*** Opening RECORDS FOR PROCESSING ***
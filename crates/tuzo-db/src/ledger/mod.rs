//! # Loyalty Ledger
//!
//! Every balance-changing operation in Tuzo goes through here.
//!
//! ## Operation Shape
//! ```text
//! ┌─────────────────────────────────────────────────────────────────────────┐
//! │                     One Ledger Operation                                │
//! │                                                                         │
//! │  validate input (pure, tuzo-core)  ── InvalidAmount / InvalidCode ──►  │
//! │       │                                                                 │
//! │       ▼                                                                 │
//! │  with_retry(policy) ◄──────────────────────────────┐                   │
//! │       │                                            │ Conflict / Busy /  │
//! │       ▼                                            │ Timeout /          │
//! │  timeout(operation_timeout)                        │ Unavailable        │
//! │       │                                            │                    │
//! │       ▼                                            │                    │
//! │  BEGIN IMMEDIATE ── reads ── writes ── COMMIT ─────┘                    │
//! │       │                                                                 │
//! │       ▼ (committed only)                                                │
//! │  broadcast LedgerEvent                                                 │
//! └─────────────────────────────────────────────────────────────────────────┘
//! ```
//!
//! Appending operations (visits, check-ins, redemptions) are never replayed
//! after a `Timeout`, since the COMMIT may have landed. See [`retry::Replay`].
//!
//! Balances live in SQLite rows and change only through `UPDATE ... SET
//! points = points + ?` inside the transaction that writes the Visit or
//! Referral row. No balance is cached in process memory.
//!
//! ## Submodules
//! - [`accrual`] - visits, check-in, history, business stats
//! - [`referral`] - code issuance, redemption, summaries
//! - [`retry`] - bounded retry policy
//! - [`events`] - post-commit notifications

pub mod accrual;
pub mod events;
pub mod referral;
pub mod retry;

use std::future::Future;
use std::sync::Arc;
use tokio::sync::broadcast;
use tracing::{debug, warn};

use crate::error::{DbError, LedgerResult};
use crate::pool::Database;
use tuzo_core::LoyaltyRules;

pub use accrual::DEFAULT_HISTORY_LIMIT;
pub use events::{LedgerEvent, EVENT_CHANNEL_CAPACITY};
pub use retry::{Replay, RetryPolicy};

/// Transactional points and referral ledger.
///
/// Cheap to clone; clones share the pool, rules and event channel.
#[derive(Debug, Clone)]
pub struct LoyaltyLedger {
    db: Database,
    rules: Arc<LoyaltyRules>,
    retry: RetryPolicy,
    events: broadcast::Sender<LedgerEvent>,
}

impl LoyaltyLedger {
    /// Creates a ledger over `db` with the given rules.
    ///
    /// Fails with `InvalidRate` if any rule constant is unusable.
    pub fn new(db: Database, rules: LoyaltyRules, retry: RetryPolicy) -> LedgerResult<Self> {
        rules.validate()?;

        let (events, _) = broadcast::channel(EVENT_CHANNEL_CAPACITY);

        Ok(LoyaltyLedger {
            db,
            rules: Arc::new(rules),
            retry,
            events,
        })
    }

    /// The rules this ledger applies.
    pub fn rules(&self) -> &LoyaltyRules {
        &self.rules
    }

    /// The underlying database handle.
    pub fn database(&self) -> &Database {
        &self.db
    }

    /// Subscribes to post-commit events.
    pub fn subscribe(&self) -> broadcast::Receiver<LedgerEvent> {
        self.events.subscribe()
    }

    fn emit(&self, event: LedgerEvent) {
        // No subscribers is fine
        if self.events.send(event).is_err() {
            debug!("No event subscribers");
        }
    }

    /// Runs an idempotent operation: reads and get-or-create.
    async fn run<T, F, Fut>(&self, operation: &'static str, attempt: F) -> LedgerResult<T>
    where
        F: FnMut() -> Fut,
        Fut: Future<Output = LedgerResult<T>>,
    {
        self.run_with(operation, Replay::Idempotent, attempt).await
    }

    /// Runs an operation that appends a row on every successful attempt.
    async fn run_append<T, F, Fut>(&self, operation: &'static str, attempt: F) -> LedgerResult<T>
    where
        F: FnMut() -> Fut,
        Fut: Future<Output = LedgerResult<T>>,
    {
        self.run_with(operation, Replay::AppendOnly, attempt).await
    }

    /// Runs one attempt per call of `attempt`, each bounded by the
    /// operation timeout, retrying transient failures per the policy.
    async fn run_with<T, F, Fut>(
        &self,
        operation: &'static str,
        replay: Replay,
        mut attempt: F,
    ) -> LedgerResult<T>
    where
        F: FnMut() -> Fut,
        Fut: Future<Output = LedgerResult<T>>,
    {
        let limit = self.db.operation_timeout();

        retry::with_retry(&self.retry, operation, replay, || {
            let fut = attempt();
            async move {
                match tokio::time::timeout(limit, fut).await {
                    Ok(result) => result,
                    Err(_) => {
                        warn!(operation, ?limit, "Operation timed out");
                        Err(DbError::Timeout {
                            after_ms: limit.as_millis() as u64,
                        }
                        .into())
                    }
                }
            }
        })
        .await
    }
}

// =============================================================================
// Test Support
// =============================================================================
*** Closing RECORDS FOR PROCESSING ***
__WORK TO BE COMPLETED__. A verbatim copy of every record is what you should return.

__RESULT__.
filename crates/tuzo-db/src/ledger/mod.rs
//! # Loyalty Ledger
//!
//! Every balance-changing operation in Tuzo goes through here.
//!
//! ## Operation Shape
//! ```text
//! ┌─────────────────────────────────────────────────────────────────────────┐
//! │                     One Ledger Operation                                │
//! │                                                                         │
//! │  validate input (pure, tuzo-core)  ── InvalidAmount / InvalidCode ──►  │
//! │       │                                                                 │
//! │       ▼                                                                 │
//! │  with_retry(policy) ◄──────────────────────────────┐                   │
//! │       │                                            │ Conflict / Busy /  │
//! │       ▼                                            │ Timeout /          │
//! │  timeout(operation_timeout)                        │ Unavailable        │
//! │       │                                            │                    │
//! │       ▼                                            │                    │
//! │  BEGIN IMMEDIATE ── reads ── writes ── COMMIT ─────┘                    │
//! │       │                                                                 │
//! │       ▼ (committed only)                                                │
//! │  broadcast LedgerEvent                                                 │
//! └─────────────────────────────────────────────────────────────────────────┘
//! ```
//!
//! Appending operations (visits, check-ins, redemptions) are never replayed
//! after a `Timeout`, since the COMMIT may have landed. See [`retry::Replay`].
//!
//! Balances live in SQLite rows and change only through `UPDATE ... SET
//! points = points + ?` inside the transaction that writes the Visit or
//! Referral row. No balance is cached in process memory.
//!
//! ## Submodules
//! - [`accrual`] - visits, check-in, history, business stats
//! - [`referral`] - code issuance, redemption, summaries
//! - [`retry`] - bounded retry policy
//! - [`events`] - post-commit notifications

pub mod accrual;
pub mod events;
pub mod referral;
pub mod retry;

use std::future::Future;
use std::sync::Arc;
use tokio::sync::broadcast;
use tracing::{debug, warn};

use crate::error::{DbError, LedgerResult};
use crate::pool::Database;
use tuzo_core::LoyaltyRules;

pub use accrual::DEFAULT_HISTORY_LIMIT;
pub use events::{LedgerEvent, EVENT_CHANNEL_CAPACITY};
pub use retry::{Replay, RetryPolicy};

/// Transactional points and referral ledger.
///
/// Cheap to clone; clones share the pool, rules and event channel.
#[derive(Debug, Clone)]
pub struct LoyaltyLedger {
    db: Database,
    rules: Arc<LoyaltyRules>,
    retry: RetryPolicy,
    events: broadcast::Sender<LedgerEvent>,
}

impl LoyaltyLedger {
    /// Creates a ledger over `db` with the given rules.
    ///
    /// Fails with `InvalidRate` if any rule constant is unusable.
    pub fn new(db: Database, rules: LoyaltyRules, retry: RetryPolicy) -> LedgerResult<Self> {
        rules.validate()?;

        let (events, _) = broadcast::channel(EVENT_CHANNEL_CAPACITY);

        Ok(LoyaltyLedger {
            db,
            rules: Arc::new(rules),
            retry,
            events,
        })
    }

    /// The rules this ledger applies.
    pub fn rules(&self) -> &LoyaltyRules {
        &self.rules
    }

    /// The underlying database handle.
    pub fn database(&self) -> &Database {
        &self.db
    }

    /// Subscribes to post-commit events.
    pub fn subscribe(&self) -> broadcast::Receiver<LedgerEvent> {
        self.events.subscribe()
    }

    fn emit(&self, event: LedgerEvent) {
        // No subscribers is fine
        if self.events.send(event).is_err() {
            debug!("No event subscribers");
        }
    }

    /// Runs an idempotent operation: reads and get-or-create.
    async fn run<T, F, Fut>(&self, operation: &'static str, attempt: F) -> LedgerResult<T>
    where
        F: FnMut() -> Fut,
        Fut: Future<Output = LedgerResult<T>>,
    {
        self.run_with(operation, Replay::Idempotent, attempt).await
    }

    /// Runs an operation that appends a row on every successful attempt.
    async fn run_append<T, F, Fut>(&self, operation: &'static str, attempt: F) -> LedgerResult<T>
    where
        F: FnMut() -> Fut,
        Fut: Future<Output = LedgerResult<T>>,
    {
        self.run_with(operation, Replay::AppendOnly, attempt).await
    }

    /// Runs one attempt per call of `attempt`, each bounded by the
    /// operation timeout, retrying transient failures per the policy.
    async fn run_with<T, F, Fut>(
        &self,
        operation: &'static str,
        replay: Replay,
        mut attempt: F,
    ) -> LedgerResult<T>
    where
        F: FnMut() -> Fut,
        Fut: Future<Output = LedgerResult<T>>,
    {
        let limit = self.db.operation_timeout();

        retry::with_retry(&self.retry, operation, replay, || {
            let fut = attempt();
            async move {
                match tokio::time::timeout(limit, fut).await {
                    Ok(result) => result,
                    Err(_) => {
                        warn!(operation, ?limit, "Operation timed out");
                        Err(DbError::Timeout {
                            after_ms: limit.as_millis() as u64,
                        }
                        .into())
                    }
                }
            }
        })
        .await
    }
}

// =============================================================================
// Test Support
// =============================================================================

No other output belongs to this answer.